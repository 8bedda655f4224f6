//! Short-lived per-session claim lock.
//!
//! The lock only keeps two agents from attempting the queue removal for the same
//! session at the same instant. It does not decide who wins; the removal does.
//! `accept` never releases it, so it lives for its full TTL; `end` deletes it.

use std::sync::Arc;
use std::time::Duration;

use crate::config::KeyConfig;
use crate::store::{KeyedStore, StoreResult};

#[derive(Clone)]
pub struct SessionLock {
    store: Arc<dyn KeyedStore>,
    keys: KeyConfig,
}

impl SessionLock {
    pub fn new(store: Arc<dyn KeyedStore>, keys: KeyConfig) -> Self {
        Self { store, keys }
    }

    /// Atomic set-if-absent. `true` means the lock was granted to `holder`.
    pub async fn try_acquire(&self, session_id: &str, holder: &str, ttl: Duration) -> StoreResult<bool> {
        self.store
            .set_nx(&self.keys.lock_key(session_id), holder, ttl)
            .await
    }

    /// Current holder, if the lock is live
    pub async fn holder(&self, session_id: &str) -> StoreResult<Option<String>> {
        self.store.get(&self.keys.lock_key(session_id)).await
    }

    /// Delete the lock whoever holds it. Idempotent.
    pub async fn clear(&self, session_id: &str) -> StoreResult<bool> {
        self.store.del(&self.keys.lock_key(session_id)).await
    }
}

###

(Prompt)
Copy every record once more, exactly as given.

(Solution to this problem)
repository 8bedda655f4224f6
//! Short-lived per-session claim lock.
//!
//! The lock only keeps two agents from attempting the queue removal for the same
//! session at the same instant. It does not decide who wins; the removal does.
//! `accept` never releases it, so it lives for its full TTL; `end` deletes it.

use std::sync::Arc;
use std::time::Duration;

use crate::config::KeyConfig;
use crate::store::{KeyedStore, StoreResult};

#[derive(Clone)]
pub struct SessionLock {
    store: Arc<dyn KeyedStore>,
    keys: KeyConfig,
}

impl SessionLock {
    pub fn new(store: Arc<dyn KeyedStore>, keys: KeyConfig) -> Self {
        Self { store, keys }
    }

    /// Atomic set-if-absent. `true` means the lock was granted to `holder`.
    pub async fn try_acquire(&self, session_id: &str, holder: &str, ttl: Duration) -> StoreResult<bool> {
        self.store
            .set_nx(&self.keys.lock_key(session_id), holder, ttl)
            .await
    }

    /// Current holder, if the lock is live
    pub async fn holder(&self, session_id: &str) -> StoreResult<Option<String>> {
        self.store.get(&self.keys.lock_key(session_id)).await
    }

    /// Delete the lock whoever holds it. Idempotent.
    pub async fn clear(&self, session_id: &str) -> StoreResult<bool> {
        self.store.del(&self.keys.lock_key(session_id)).await
    }
}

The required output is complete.